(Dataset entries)
------------------------------------------------------------------------
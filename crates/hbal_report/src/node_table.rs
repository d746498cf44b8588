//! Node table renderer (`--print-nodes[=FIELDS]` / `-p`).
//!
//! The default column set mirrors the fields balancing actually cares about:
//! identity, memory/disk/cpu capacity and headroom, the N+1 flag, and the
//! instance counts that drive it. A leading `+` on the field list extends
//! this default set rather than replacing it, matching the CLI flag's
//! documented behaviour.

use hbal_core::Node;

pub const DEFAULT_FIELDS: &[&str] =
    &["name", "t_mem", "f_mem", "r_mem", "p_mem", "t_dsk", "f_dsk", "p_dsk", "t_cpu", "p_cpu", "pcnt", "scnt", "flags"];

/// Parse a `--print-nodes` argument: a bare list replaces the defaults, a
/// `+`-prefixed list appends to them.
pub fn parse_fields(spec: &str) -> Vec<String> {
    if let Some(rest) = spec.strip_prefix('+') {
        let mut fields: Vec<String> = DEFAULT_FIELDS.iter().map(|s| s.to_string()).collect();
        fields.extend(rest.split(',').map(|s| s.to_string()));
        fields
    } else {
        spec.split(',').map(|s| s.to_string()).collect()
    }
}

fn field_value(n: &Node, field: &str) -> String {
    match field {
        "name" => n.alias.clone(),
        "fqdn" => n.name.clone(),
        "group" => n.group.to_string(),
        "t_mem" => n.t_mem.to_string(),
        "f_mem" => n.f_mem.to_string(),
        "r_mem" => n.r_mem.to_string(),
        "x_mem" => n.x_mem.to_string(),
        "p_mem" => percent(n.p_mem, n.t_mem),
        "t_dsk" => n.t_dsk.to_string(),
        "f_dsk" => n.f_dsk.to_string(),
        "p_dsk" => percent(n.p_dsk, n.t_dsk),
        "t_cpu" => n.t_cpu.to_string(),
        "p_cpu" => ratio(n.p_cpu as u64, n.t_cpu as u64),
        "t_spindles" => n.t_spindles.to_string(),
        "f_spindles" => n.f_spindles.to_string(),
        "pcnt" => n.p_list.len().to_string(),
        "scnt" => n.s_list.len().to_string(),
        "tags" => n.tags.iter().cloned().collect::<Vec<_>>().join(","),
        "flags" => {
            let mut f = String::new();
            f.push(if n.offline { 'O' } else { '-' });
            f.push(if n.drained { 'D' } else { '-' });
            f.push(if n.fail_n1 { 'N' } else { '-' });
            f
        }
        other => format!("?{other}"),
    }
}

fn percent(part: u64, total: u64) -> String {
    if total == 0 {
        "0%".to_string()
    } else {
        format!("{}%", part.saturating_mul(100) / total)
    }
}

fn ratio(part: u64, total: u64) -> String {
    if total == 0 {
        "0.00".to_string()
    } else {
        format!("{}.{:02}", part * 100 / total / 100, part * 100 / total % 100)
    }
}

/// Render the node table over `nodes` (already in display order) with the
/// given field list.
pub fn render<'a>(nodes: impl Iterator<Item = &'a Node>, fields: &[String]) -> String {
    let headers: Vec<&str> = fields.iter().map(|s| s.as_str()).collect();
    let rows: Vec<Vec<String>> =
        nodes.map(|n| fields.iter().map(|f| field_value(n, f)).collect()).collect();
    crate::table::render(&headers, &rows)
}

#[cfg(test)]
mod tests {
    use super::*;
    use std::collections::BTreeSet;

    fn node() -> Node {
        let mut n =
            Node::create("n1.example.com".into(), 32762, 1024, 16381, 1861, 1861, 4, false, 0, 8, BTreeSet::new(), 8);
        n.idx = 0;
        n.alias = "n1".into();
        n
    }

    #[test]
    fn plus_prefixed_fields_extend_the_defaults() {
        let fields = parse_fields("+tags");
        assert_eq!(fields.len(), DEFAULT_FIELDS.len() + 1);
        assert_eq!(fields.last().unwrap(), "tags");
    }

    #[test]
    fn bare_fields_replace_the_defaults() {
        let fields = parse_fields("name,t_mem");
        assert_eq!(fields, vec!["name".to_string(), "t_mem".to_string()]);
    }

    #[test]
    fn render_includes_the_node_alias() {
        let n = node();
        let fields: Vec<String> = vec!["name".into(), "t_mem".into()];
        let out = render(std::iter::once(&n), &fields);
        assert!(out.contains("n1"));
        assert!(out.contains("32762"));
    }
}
------------------------------------------------------------------------
• _WHAT TO DO_
Return what is listed above, exactly and completely.

• _ANSWER_
filename crates/hbal_report/src/node_table.rs
repository d746498cf44b8588
//! Node table renderer (`--print-nodes[=FIELDS]` / `-p`).
//!
//! The default column set mirrors the fields balancing actually cares about:
//! identity, memory/disk/cpu capacity and headroom, the N+1 flag, and the
//! instance counts that drive it. A leading `+` on the field list extends
//! this default set rather than replacing it, matching the CLI flag's
//! documented behaviour.

use hbal_core::Node;

pub const DEFAULT_FIELDS: &[&str] =
    &["name", "t_mem", "f_mem", "r_mem", "p_mem", "t_dsk", "f_dsk", "p_dsk", "t_cpu", "p_cpu", "pcnt", "scnt", "flags"];

/// Parse a `--print-nodes` argument: a bare list replaces the defaults, a
/// `+`-prefixed list appends to them.
pub fn parse_fields(spec: &str) -> Vec<String> {
    if let Some(rest) = spec.strip_prefix('+') {
        let mut fields: Vec<String> = DEFAULT_FIELDS.iter().map(|s| s.to_string()).collect();
        fields.extend(rest.split(',').map(|s| s.to_string()));
        fields
    } else {
        spec.split(',').map(|s| s.to_string()).collect()
    }
}

fn field_value(n: &Node, field: &str) -> String {
    match field {
        "name" => n.alias.clone(),
        "fqdn" => n.name.clone(),
        "group" => n.group.to_string(),
        "t_mem" => n.t_mem.to_string(),
        "f_mem" => n.f_mem.to_string(),
        "r_mem" => n.r_mem.to_string(),
        "x_mem" => n.x_mem.to_string(),
        "p_mem" => percent(n.p_mem, n.t_mem),
        "t_dsk" => n.t_dsk.to_string(),
        "f_dsk" => n.f_dsk.to_string(),
        "p_dsk" => percent(n.p_dsk, n.t_dsk),
        "t_cpu" => n.t_cpu.to_string(),
        "p_cpu" => ratio(n.p_cpu as u64, n.t_cpu as u64),
        "t_spindles" => n.t_spindles.to_string(),
        "f_spindles" => n.f_spindles.to_string(),
        "pcnt" => n.p_list.len().to_string(),
        "scnt" => n.s_list.len().to_string(),
        "tags" => n.tags.iter().cloned().collect::<Vec<_>>().join(","),
        "flags" => {
            let mut f = String::new();
            f.push(if n.offline { 'O' } else { '-' });
            f.push(if n.drained { 'D' } else { '-' });
            f.push(if n.fail_n1 { 'N' } else { '-' });
            f
        }
        other => format!("?{other}"),
    }
}

fn percent(part: u64, total: u64) -> String {
    if total == 0 {
        "0%".to_string()
    } else {
        format!("{}%", part.saturating_mul(100) / total)
    }
}

fn ratio(part: u64, total: u64) -> String {
    if total == 0 {
        "0.00".to_string()
    } else {
        format!("{}.{:02}", part * 100 / total / 100, part * 100 / total % 100)
    }
}

/// Render the node table over `nodes` (already in display order) with the
/// given field list.
pub fn render<'a>(nodes: impl Iterator<Item = &'a Node>, fields: &[String]) -> String {
    let headers: Vec<&str> = fields.iter().map(|s| s.as_str()).collect();
    let rows: Vec<Vec<String>> =
        nodes.map(|n| fields.iter().map(|f| field_value(n, f)).collect()).collect();
    crate::table::render(&headers, &rows)
}

#[cfg(test)]
mod tests {
    use super::*;
    use std::collections::BTreeSet;

    fn node() -> Node {
        let mut n =
            Node::create("n1.example.com".into(), 32762, 1024, 16381, 1861, 1861, 4, false, 0, 8, BTreeSet::new(), 8);
        n.idx = 0;
        n.alias = "n1".into();
        n
    }

    #[test]
    fn plus_prefixed_fields_extend_the_defaults() {
        let fields = parse_fields("+tags");
        assert_eq!(fields.len(), DEFAULT_FIELDS.len() + 1);
        assert_eq!(fields.last().unwrap(), "tags");
    }

    #[test]
    fn bare_fields_replace_the_defaults() {
        let fields = parse_fields("name,t_mem");
        assert_eq!(fields, vec!["name".to_string(), "t_mem".to_string()]);
    }

    #[test]
    fn render_includes_the_node_alias() {
        let n = node();
        let fields: Vec<String> = vec!["name".into(), "t_mem".into()];
        let out = render(std::iter::once(&n), &fields);
        assert!(out.contains("n1"));
        assert!(out.contains("32762"));
    }
}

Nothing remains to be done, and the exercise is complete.